Simpson's paradox and causal inference with observational data

TL;DR: Simpson's paradox is a favorite mathematical curiosity. It is inextricably linked to causal inference. When building machine learning models on real-world medical evidence, Simpson's Paradox is something we should be prepared for. This is one aspect of drawing inferences from observational data that marks it as different from randomized controlled trials. When we are interested in making predictions without intervention, Simpson's Paradox is not a danger, merely a confusing annoyance; it won't lead us to false predictions, though it may hamper interpretation. However, when we want to draw causal conclusions, some assumptions about the world are necessary to escape the paradox.


In [1]:
__author__ = 'Adam Foster'

$\newcommand{\prob}{\mathbb{P}}$ $\newcommand{\expect}{\mathbb{E}}$ $\newcommand{\cond}{\,|\,}$

Prediction and causal inference with observational data

In the world of healthcare, there is increasing pressure to leverage observational data, collected amongst a broad population outside of experimental controls, to better understand efficacy, safety, and the value of treatments in practice. The data for these efforts can come from numerous, disparate sources: prescription patterns, public health indicators, medical ontologies, and more traditional health data sources like insurance claims and electronic health records. A single study might integrate many such data sets to produce a vast, detailed picture of the relevant populations, behaviors, and responses.
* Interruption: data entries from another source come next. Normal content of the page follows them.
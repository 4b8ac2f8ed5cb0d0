use lcdlink_bus::lcd::hd44780::{DataPins, Pins};
use serde::{Deserialize, Serialize};
use std::env::var_os;
use std::ffi::OsStr;
use std::path::Path;

/// Where the encoded bus operations go.
#[derive(Serialize, Deserialize, Debug)]
#[serde(tag = "mode", rename_all = "lowercase")]
pub enum Output {
    /// Drive local pins through the GPIO character device.
    Direct,
    /// Forward frames to a remote agent over the given device.
    Forward { device: String },
}

#[derive(Serialize, Deserialize, Debug)]
pub struct Config {
    pub output: Output,
    pub gpiochip: String,
    pub rs_pin: u16,
    pub rw_pin: Option<u16>,
    pub enable_pin: u16,
    pub data_pins: Vec<u16>,
    pub backlight_pin: Option<u16>,
    pub pwm_chip: Option<usize>,
    pub pwm_channel: Option<usize>,
    pub cols: u8,
    pub rows: u8,
    pub brightness: u8,
}

impl Config {
    pub fn try_load() -> Option<Self> {
        let config_str = var_os("CONFIG_FILE");
        let config_str: &OsStr = config_str.as_deref().unwrap_or(OsStr::new("config.json"));
        let config_path = Path::new(config_str);
        if config_path.exists() {
            let file = std::fs::File::open(config_path).ok()?;
            let reader = std::io::BufReader::new(file);
            serde_json::from_reader(reader).ok()
        } else {
            None
        }
    }

    pub fn save(&self) -> std::io::Result<()> {
        let config_str = var_os("CONFIG_FILE");
        let config_str: &OsStr = config_str.as_deref().unwrap_or(OsStr::new("config.json"));
        let file = std::fs::File::create(Path::new(config_str))?;
        let writer = std::io::BufWriter::new(file);
        serde_json::to_writer_pretty(writer, self)?;
        Ok(())
    }

    /// The configured pin assignment; `data_pins` must list 4 or 8 pins.
    pub fn pins(&self) -> eyre::Result<Pins> {
        let data = match self.data_pins.as_slice() {
            &[a, b, c, d] => DataPins::Four([a, b, c, d]),
            &[a, b, c, d, e, f, g, h] => DataPins::Eight([a, b, c, d, e, f, g, h]),
            _ => return Err(eyre::eyre!("data_pins must list 4 or 8 pins")),
        };
        Ok(Pins {
            rs: self.rs_pin,
            rw: self.rw_pin,
            enable: self.enable_pin,
            data,
            backlight: self.backlight_pin,
        })
    }
}

impl Default for Config {
    fn default() -> Self {
        Config {
            output: Output::Direct,
            gpiochip: "/dev/gpiochip0".to_string(),
            rs_pin: 22,
            rw_pin: Some(27),
            enable_pin: 17,
            data_pins: vec![26, 16, 20, 21],
            backlight_pin: None,
            pwm_chip: None,
            pwm_channel: None,
            cols: 16,
            rows: 2,
            brightness: 80,
        }
    }
}
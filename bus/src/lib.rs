pub mod direct;
pub mod lcd;
pub mod link;
pub mod pwm;

#[cfg(test)]
pub(crate) mod testutil;

use std::fmt::Debug;
use std::time::{Duration, Instant};
use thiserror::Error;

#[derive(Debug, Error, Eq, PartialEq, Clone)]
pub enum BusError {
    #[error("pin {0} is not configured as an output")]
    PinNotConfigured(u16),
    #[error("display has not been initialized")]
    NotInitialized,
    #[error("invalid argument")]
    InvalidArgument,
    #[error("unknown operation tag {0}")]
    UnknownOp(u8),
    #[error("IO error: {0}")]
    Io(std::io::ErrorKind),
    #[error("error: {0}")]
    Other(String),
}

impl From<std::io::Error> for BusError {
    fn from(err: std::io::Error) -> Self {
        BusError::Io(err.kind())
    }
}

pub type BusResult<T> = Result<T, BusError>;

/// Direction a pin is configured for.
///
/// The display bus is write-only, so [PinMode::Input] only ever appears when a
/// pin is being released.
#[derive(Copy, Clone, Debug, Eq, PartialEq)]
pub enum PinMode {
    Input,
    Output,
}

impl PinMode {
    /// Decodes the wire representation: `0` is input, anything else output.
    pub fn from_wire(value: u16) -> Self {
        if value == 0 {
            PinMode::Input
        } else {
            PinMode::Output
        }
    }

    pub fn to_wire(self) -> u16 {
        match self {
            PinMode::Input => 0,
            PinMode::Output => 1,
        }
    }
}

/// Logic level driven onto a pin.
#[derive(Copy, Clone, Debug, Eq, PartialEq)]
pub enum PinLevel {
    Low,
    High,
}

impl PinLevel {
    /// Decodes the wire representation: `0` is low, anything else high.
    pub fn from_wire(value: u16) -> Self {
        if value == 0 {
            PinLevel::Low
        } else {
            PinLevel::High
        }
    }

    pub fn to_wire(self) -> u16 {
        match self {
            PinLevel::Low => 0,
            PinLevel::High => 1,
        }
    }

    pub fn is_high(self) -> bool {
        self == PinLevel::High
    }
}

impl From<bool> for PinLevel {
    fn from(value: bool) -> Self {
        if value { PinLevel::High } else { PinLevel::Low }
    }
}

/// The vocabulary of primitive operations needed to drive an HD44780-class
/// bus, and the only surface the display controller depends on.
///
/// Two implementations exist: [direct::DirectBusDriver] executes each
/// operation against physical I/O immediately, and
/// [link::ForwardingBusDriver] serializes each operation into a fixed binary
/// frame on an output stream, to be replayed elsewhere by a
/// [link::LinkReceiver]. The controller is oblivious to which one it holds.
///
/// Every operation is fire-and-forget at the protocol level; the `Result`
/// only carries host-side I/O failures. There is no way to learn whether the
/// display actually reacted.
pub trait BusDriver: Debug {
    /// Configures a pin as input or output.
    fn set_pin_mode(&mut self, pin: u16, mode: PinMode) -> BusResult<()>;

    /// Drives a pin high or low.
    fn set_pin_level(&mut self, pin: u16, level: PinLevel) -> BusResult<()>;

    /// Waits for the given number of microseconds.
    ///
    /// The interval must be honored as given; the controller's inter-command
    /// settle times are minimums, not hints.
    fn delay_us(&mut self, us: u16) -> BusResult<()>;

    /// Pulses the enable line: low, ≥1 µs, high, ≥1 µs, low, then a settle
    /// delay long enough for the controller to latch the data lines.
    fn pulse_enable(&mut self, pin: u16) -> BusResult<()>;

    /// Sets the backlight intensity as a 0–100 percentage.
    fn set_brightness(&mut self, pin: u16, percent: u16) -> BusResult<()>;
}

impl<T: BusDriver + ?Sized> BusDriver for Box<T> {
    fn set_pin_mode(&mut self, pin: u16, mode: PinMode) -> BusResult<()> {
        (**self).set_pin_mode(pin, mode)
    }

    fn set_pin_level(&mut self, pin: u16, level: PinLevel) -> BusResult<()> {
        (**self).set_pin_level(pin, level)
    }

    fn delay_us(&mut self, us: u16) -> BusResult<()> {
        (**self).delay_us(us)
    }

    fn pulse_enable(&mut self, pin: u16) -> BusResult<()> {
        (**self).pulse_enable(pin)
    }

    fn set_brightness(&mut self, pin: u16, percent: u16) -> BusResult<()> {
        (**self).set_brightness(pin, percent)
    }
}

/// Spins until the given duration has elapsed.
///
/// The enable pulse and the inter-command settle windows are shorter than
/// what the scheduler can guarantee with a sleep, so timing-critical waits
/// must not yield.
pub fn busy_wait(duration: Duration) {
    let deadline = Instant::now() + duration;
    while Instant::now() < deadline {
        std::hint::spin_loop();
    }
}

/// [busy_wait] for a microsecond count as carried on the bus.
pub fn busy_wait_us(us: u16) {
    busy_wait(Duration::from_micros(us as u64));
}
//! Sysfs PWM access for the backlight channel.
//!
//! The direct bus driver maps brightness percentages onto a PWM duty cycle;
//! this module is the `/sys/class/pwm` plumbing underneath it.

use crate::{BusError, BusResult};
use std::fmt::{Debug, Formatter};
use std::path::{Path, PathBuf};

pub struct SysfsPwmChip {
    base_path: PathBuf,
}

impl SysfsPwmChip {
    pub fn get_chip(index: usize) -> BusResult<Self> {
        let path = Path::new("/sys/class/pwm");
        let chip_path = path.join(format!("pwmchip{}", index));
        if !chip_path.exists() {
            return Err(BusError::InvalidArgument);
        }
        Ok(SysfsPwmChip {
            base_path: chip_path,
        })
    }

    pub fn channels(&self) -> BusResult<usize> {
        let path = self.base_path.join("npwm");
        let content = std::fs::read_to_string(&path)
            .map_err(|_| BusError::Other("reading PWM channel count failed".to_string()))?;
        let count: usize = content
            .trim()
            .parse()
            .map_err(|_| BusError::Other("parsing PWM channel count failed".to_string()))?;
        Ok(count)
    }

    /// Exports the channel and returns a handle to it.
    pub fn get_channel(&self, index: usize) -> BusResult<SysfsPwmPin> {
        let export_path = self.base_path.join("export");
        std::fs::write(&export_path, index.to_string())
            .map_err(|_| BusError::Other("exporting PWM channel failed".to_string()))?;
        let path = self.base_path.join(format!("pwm{}", index));
        if !path.exists() {
            return Err(BusError::InvalidArgument);
        }
        Ok(SysfsPwmPin { base_path: path })
    }
}

impl Debug for SysfsPwmChip {
    fn fmt(&self, f: &mut Formatter<'_>) -> std::fmt::Result {
        write!(f, "SysfsPwmChip({:?})", self.base_path)
    }
}

pub struct SysfsPwmPin {
    base_path: PathBuf,
}

impl Debug for SysfsPwmPin {
    fn fmt(&self, f: &mut Formatter<'_>) -> std::fmt::Result {
        write!(f, "SysfsPwmPin({:?})", self.base_path)
    }
}

impl SysfsPwmPin {
    pub fn period_ns(&self) -> BusResult<u32> {
        let path = self.base_path.join("period");
        let content = std::fs::read_to_string(&path)?;
        let period: u32 = content
            .trim()
            .parse()
            .map_err(|_| BusError::Other("parsing PWM period failed".to_string()))?;
        Ok(period)
    }

    pub fn set_period_ns(&mut self, period_ns: u32) -> BusResult<()> {
        let path = self.base_path.join("period");
        std::fs::write(&path, period_ns.to_string())?;
        Ok(())
    }

    pub fn duty_ns(&self) -> BusResult<u32> {
        let path = self.base_path.join("duty_cycle");
        let content = std::fs::read_to_string(&path)?;
        let duty: u32 = content
            .trim()
            .parse()
            .map_err(|_| BusError::Other("parsing PWM duty cycle failed".to_string()))?;
        Ok(duty)
    }

    pub fn set_duty_ns(&mut self, duty_ns: u32) -> BusResult<()> {
        let path = self.base_path.join("duty_cycle");
        std::fs::write(&path, duty_ns.to_string())?;
        Ok(())
    }

    pub fn enable(&mut self) -> BusResult<()> {
        let path = self.base_path.join("enable");
        std::fs::write(&path, "1")?;
        Ok(())
    }

    pub fn disable(&mut self) -> BusResult<()> {
        let path = self.base_path.join("enable");
        std::fs::write(&path, "0")?;
        Ok(())
    }
}
//! Frame encoding and decoding for the forwarding channel.
//!
//! Frame layout, little-endian, no padding:
//! - KIND (1 byte): operation tag, see [OpKind]
//! - P1 (2 bytes): pin number, or the wait duration for [OpKind::WaitMicros]
//! - P2 (2 bytes): mode/level/brightness value; 0 when unused
//!
//! The layout is a wire contract shared with independently built receivers,
//! so it is spelled out field by field here rather than derived from any
//! in-memory representation.

use crate::{BusError, BusResult, PinLevel, PinMode};

/// Size of one encoded frame on the wire.
pub const FRAME_LEN: usize = 5;

/// Operation tag carried in the first frame byte.
#[derive(Copy, Clone, Debug, Eq, PartialEq)]
#[repr(u8)]
pub enum OpKind {
    SetPinMode = 1,
    SetPinLevel = 2,
    WaitMicros = 3,
    PulseEnable = 4,
    SetBrightness = 5,
}

impl OpKind {
    pub fn from_u8(tag: u8) -> BusResult<Self> {
        match tag {
            1 => Ok(OpKind::SetPinMode),
            2 => Ok(OpKind::SetPinLevel),
            3 => Ok(OpKind::WaitMicros),
            4 => Ok(OpKind::PulseEnable),
            5 => Ok(OpKind::SetBrightness),
            _ => Err(BusError::UnknownOp(tag)),
        }
    }
}

/// One bus operation as exchanged on the forwarding channel.
///
/// Constructed transiently per bus call, written, and discarded; the receiver
/// reconstructs it from raw bytes, consumes it, and discards it. Frames are
/// never persisted.
#[derive(Copy, Clone, Debug, Eq, PartialEq)]
pub struct OpFrame {
    pub kind: OpKind,
    pub p1: u16,
    pub p2: u16,
}

impl OpFrame {
    pub fn set_pin_mode(pin: u16, mode: PinMode) -> Self {
        OpFrame {
            kind: OpKind::SetPinMode,
            p1: pin,
            p2: mode.to_wire(),
        }
    }

    pub fn set_pin_level(pin: u16, level: PinLevel) -> Self {
        OpFrame {
            kind: OpKind::SetPinLevel,
            p1: pin,
            p2: level.to_wire(),
        }
    }

    pub fn wait_us(us: u16) -> Self {
        OpFrame {
            kind: OpKind::WaitMicros,
            p1: us,
            p2: 0,
        }
    }

    pub fn pulse_enable(pin: u16) -> Self {
        OpFrame {
            kind: OpKind::PulseEnable,
            p1: pin,
            p2: 0,
        }
    }

    pub fn set_brightness(pin: u16, percent: u16) -> Self {
        OpFrame {
            kind: OpKind::SetBrightness,
            p1: pin,
            p2: percent,
        }
    }

    /// Encodes the frame into its fixed wire representation.
    pub fn encode(&self) -> [u8; FRAME_LEN] {
        let p1 = self.p1.to_le_bytes();
        let p2 = self.p2.to_le_bytes();
        [self.kind as u8, p1[0], p1[1], p2[0], p2[1]]
    }

    /// Decodes one frame from its wire representation.
    ///
    /// Fails with [BusError::UnknownOp] when the tag byte is not a known
    /// operation.
    pub fn decode(bytes: &[u8; FRAME_LEN]) -> BusResult<Self> {
        let kind = OpKind::from_u8(bytes[0])?;
        let p1 = u16::from_le_bytes([bytes[1], bytes[2]]);
        let p2 = u16::from_le_bytes([bytes[3], bytes[4]]);
        Ok(OpFrame { kind, p1, p2 })
    }
}

#[cfg(test)]
mod tests {
    use super::*;
    use proptest::prelude::*;

    #[test]
    fn set_pin_level_golden_bytes() {
        let frame = OpFrame::set_pin_level(7, PinLevel::High);
        assert_eq!(frame.encode(), [0x02, 0x07, 0x00, 0x01, 0x00]);
    }

    #[test]
    fn parameters_encode_little_endian() {
        let frame = OpFrame::wait_us(0x1234);
        assert_eq!(frame.encode(), [0x03, 0x34, 0x12, 0x00, 0x00]);

        let frame = OpFrame::set_brightness(0x0102, 0xABCD);
        assert_eq!(frame.encode(), [0x05, 0x02, 0x01, 0xCD, 0xAB]);
    }

    #[test]
    fn unused_parameter_is_zero() {
        assert_eq!(OpFrame::pulse_enable(9).encode(), [0x04, 0x09, 0x00, 0x00, 0x00]);
    }

    #[test]
    fn roundtrip_every_kind() {
        let frames = [
            OpFrame::set_pin_mode(3, PinMode::Output),
            OpFrame::set_pin_level(7, PinLevel::Low),
            OpFrame::wait_us(4500),
            OpFrame::pulse_enable(11),
            OpFrame::set_brightness(6, 80),
        ];
        for frame in frames {
            assert_eq!(OpFrame::decode(&frame.encode()).unwrap(), frame);
        }
    }

    #[test]
    fn unknown_tag_is_rejected() {
        let err = OpFrame::decode(&[0x09, 0x01, 0x00, 0x00, 0x00]).unwrap_err();
        assert_eq!(err, crate::BusError::UnknownOp(9));

        let err = OpFrame::decode(&[0x00, 0x00, 0x00, 0x00, 0x00]).unwrap_err();
        assert_eq!(err, crate::BusError::UnknownOp(0));
    }

    proptest! {
        #[test]
        fn roundtrip_arbitrary_frames(tag in 1u8..=5, p1 in any::<u16>(), p2 in any::<u16>()) {
            let frame = OpFrame {
                kind: OpKind::from_u8(tag).unwrap(),
                p1,
                p2,
            };
            prop_assert_eq!(OpFrame::decode(&frame.encode()).unwrap(), frame);
        }
    }
}
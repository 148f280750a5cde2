use std::path::PathBuf;

use annotator_core::edit::EditError;
use thiserror::Error;

#[derive(Debug, Error)]
pub enum InjectError {
    #[error("failed to access {path}: {source}")]
    Io {
        path: PathBuf,
        #[source]
        source: std::io::Error,
    },
    #[error("invalid edit for {path}: {source}")]
    Edit {
        path: PathBuf,
        #[source]
        source: EditError,
    },
}

pub type Result<T, E = InjectError> = std::result::Result<T, E>;
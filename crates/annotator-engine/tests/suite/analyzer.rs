//! A scripted stand-in for the analyzer-instrumented build.
//!
//! Each "build" reads the current sources, asks a rule closure which reports
//! the analyzer would produce for them, and writes those reports as TSV files
//! into the module's output directory.

use std::path::{Path, PathBuf};
use std::sync::{Arc, Mutex};

use annotator_build::{CommandOutput, CommandRunner, ShellCommand};
use annotator_config::{AnnotatorConfig, DownstreamConfig, ModuleInfoConfig};

pub const TARGET_BUILD: &str = "build-target";
pub const DOWNSTREAM_BUILD: &str = "build-downstream";
pub const NO_FIX: &str = "null\tnull\tnull\tnull\tnull\tnull";

/// Rows of one build's reports, without headers.
#[derive(Debug, Default, Clone)]
pub struct Reports {
    pub errors: Vec<String>,
    pub methods: Vec<String>,
    pub calls: Vec<String>,
    pub field_init: Vec<String>,
    pub class_info: Vec<String>,
}

/// The files a rule may inspect.
pub struct Workspace<'a> {
    pub root: &'a Path,
}

impl Workspace<'_> {
    /// Contents of `relative`, or an empty string if it does not exist.
    pub fn read(&self, relative: &str) -> String {
        std::fs::read_to_string(self.root.join(relative)).unwrap_or_default()
    }
}

type Rule = Box<dyn Fn(&Workspace<'_>) -> Reports + Send + Sync>;

pub struct ScriptedAnalyzer {
    root: PathBuf,
    target: Rule,
    downstream: Option<Rule>,
    builds: Mutex<Vec<String>>,
    /// Target builds exit non-zero without writing reports.
    fail_target: bool,
}

impl std::fmt::Debug for ScriptedAnalyzer {
    fn fmt(&self, f: &mut std::fmt::Formatter<'_>) -> std::fmt::Result {
        f.debug_struct("ScriptedAnalyzer").field("root", &self.root).finish_non_exhaustive()
    }
}

impl ScriptedAnalyzer {
    pub fn new(root: &Path, target: impl Fn(&Workspace<'_>) -> Reports + Send + Sync + 'static) -> Self {
        Self {
            root: root.to_path_buf(),
            target: Box::new(target),
            downstream: None,
            builds: Mutex::new(Vec::new()),
            fail_target: false,
        }
    }

    pub fn with_downstream(mut self, rule: impl Fn(&Workspace<'_>) -> Reports + Send + Sync + 'static) -> Self {
        self.downstream = Some(Box::new(rule));
        self
    }

    pub fn failing(mut self) -> Self {
        self.fail_target = true;
        self
    }

    pub fn builds(&self) -> Vec<String> {
        self.builds.lock().unwrap().clone()
    }

    pub fn into_runner(self) -> (Arc<Self>, Arc<dyn CommandRunner>) {
        let analyzer = Arc::new(self);
        let runner: Arc<dyn CommandRunner> = analyzer.clone();
        (analyzer, runner)
    }
}

fn write_table(path: PathBuf, header: &str, rows: &[String]) -> std::io::Result<()> {
    let mut text = format!("{header}\n");
    for row in rows {
        text.push_str(row);
        text.push('\n');
    }
    std::fs::write(path, text)
}

fn write_reports(dir: &Path, reports: &Reports) -> std::io::Result<()> {
    std::fs::create_dir_all(dir)?;
    write_table(
        dir.join("errors.tsv"),
        "kind\tmessage\tclass\tmember\toffset\tpath\tloc_kind\tloc_class\tloc_method\tloc_var\tloc_index\tloc_path",
        &reports.errors,
    )?;
    write_table(
        dir.join("method_info.tsv"),
        "id\tclass\tmethod\tparent\tsize\tflags\tnullable\tvisibility\tnon_primitive\tpath",
        &reports.methods,
    )?;
    write_table(dir.join("call_graph.tsv"), "caller_class\tcaller_member\tmember\tcallee_class", &reports.calls)?;
    write_table(dir.join("field_graph.tsv"), "caller_class\tcaller_member\tfield\tcallee_class", &[])?;
    write_table(dir.join("class_info.tsv"), "class\tpath", &reports.class_info)?;
    write_table(dir.join("field_init.tsv"), "kind\tclass\tmethod\tfield\tindex\tpath", &reports.field_init)
}

impl CommandRunner for ScriptedAnalyzer {
    fn run(&self, command: &ShellCommand) -> std::io::Result<CommandOutput> {
        self.builds.lock().unwrap().push(command.script.clone());
        let workspace = Workspace { root: &self.root };
        let (dir, rule) = match command.script.as_str() {
            TARGET_BUILD if self.fail_target => {
                return Ok(CommandOutput {
                    code: Some(1),
                    stdout: String::new(),
                    stderr: "error: cannot find symbol".into(),
                })
            }
            TARGET_BUILD => (self.root.join("out/0"), Some(&self.target)),
            DOWNSTREAM_BUILD => (self.root.join("out/1"), self.downstream.as_ref()),
            other => panic!("unexpected build command {other}"),
        };
        let Some(rule) = rule else {
            panic!("no downstream rule configured");
        };
        let reports = rule(&workspace);
        let code = if reports.errors.is_empty() { 0 } else { 1 };
        write_reports(&dir, &reports)?;
        Ok(CommandOutput {
            code: Some(code),
            stdout: String::new(),
            stderr: format!("{} errors", reports.errors.len()),
        })
    }
}

pub fn config(root: &Path) -> AnnotatorConfig {
    AnnotatorConfig {
        build_command: TARGET_BUILD.into(),
        output_dir: root.join("out"),
        target_module_info: ModuleInfoConfig {
            checker_config: root.join("config/checker.xml"),
            scanner_config: root.join("config/scanner.xml"),
        },
        ..AnnotatorConfig::default()
    }
}

pub fn downstream_config(mut config: AnnotatorConfig, root: &Path) -> AnnotatorConfig {
    config.downstream = DownstreamConfig {
        enabled: true,
        build_command: DOWNSTREAM_BUILD.into(),
        modules: vec![ModuleInfoConfig {
            checker_config: root.join("config/app-checker.xml"),
            scanner_config: root.join("config/app-scanner.xml"),
        }],
        library_model_path: root.join("library-model"),
    };
    config
}

pub fn error(kind: &str, message: &str, region: (&str, &str), offset: u32, path: &Path, fix: &str) -> String {
    format!(
        "{kind}\t{message}\t{}\t{}\t{offset}\t{}\t{fix}",
        region.0,
        region.1,
        path.display()
    )
}

/// Byte offset of `needle` in `text`, as the analyzer would report it.
pub fn offset_of(text: &str, needle: &str) -> u32 {
    text.find(needle).unwrap_or_else(|| panic!("{needle} not in source")) as u32
}

pub fn field_fix(class: &str, field: &str, path: &Path) -> String {
    format!("FIELD\t{class}\tnull\t{field}\t0\t{}", path.display())
}

pub fn method_fix(class: &str, method: &str, path: &Path) -> String {
    format!("METHOD\t{class}\t{method}\tnull\t0\t{}", path.display())
}

pub fn parameter_fix(class: &str, method: &str, index: usize, path: &Path) -> String {
    format!("PARAMETER\t{class}\t{method}\tnull\t{index}\t{}", path.display())
}

/// One `method_info.tsv` row for a public method without parents.
pub fn method_info(id: i64, class: &str, method: &str, params: usize, non_primitive: bool, path: &Path) -> String {
    let flags = vec!["false"; params].join(",");
    format!(
        "{id}\t{class}\t{method}\t-1\t{params}\t[{flags}]\tfalse\tpublic\t{non_primitive}\t{}",
        path.display()
    )
}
In this post, we consider two different goals one might have for studies using such observational data:

  1. Prediction: To make predictions about future outcomes, based on models we train from the data we have now.

  2. Causal inference: To understand which of the many hundreds of variables in our model are driving the change – which have a causative effect on the outcome.

Simpson's Paradox (a special case of the reversal paradox \cite{tu2008}) is a famous counter-intuitive result in statistics showing that results can appear, disappear, or even become reversed within the same data set depending on how one chooses to break the population into subgroups. This is relevant to both goals, but it affects them differently. For the prediction problem, Simpson's Paradox is really just an annoyance. For the causal inference problem, it is more serious.

Let's start by stating the two goals more precisely and identifying just how they differ.

Prediction vs. causal inference

An associational predictive statement might look like,

People who take this treatment are likely to get better

where the intention is identify a pattern that one expects to hold for new cases, without making any claim about why the pattern occurs.

In contrast, a causal statement like

This treatment makes people get better

explicates the nature of the connection between treatment and outcome and implicitly says that people who don't get the treatment will not get better (assuming everything else is held constant). We expect the predictive statement also to be true if the causal one is, but the reverse is not true. As the saying goes, correlation does not imply causation.

In the context of healthcare, making a causal claim where only a predictive one holds can have very serious consequences. The randomized control design of clinical trials is meant to help us avoid such mistakes. With observational data, the risks of such mistakes are greater, and Simpson's Paradox helps us to see why, as it results from faulty causal reasoning \cite{pearl2003}. In this way, the paradox serves as a warning bell that we need some solid causal assumptions before we can proceed with causal inference from our observational data.

Data in this post

This post tells a story about making causal inference using real-world evidence. However, all the data in the post are simulated. The primary advantage of this is that it allows us to specify the data generation process for ourselves, which allows us to control the correlations and causal effects to expose interesting patterns.

Simpson's paradox: take 1

In our first example, we illustrate a classic Simpson's Paradox pattern: a relationship that holds for the overall population is reversed for every subgroup.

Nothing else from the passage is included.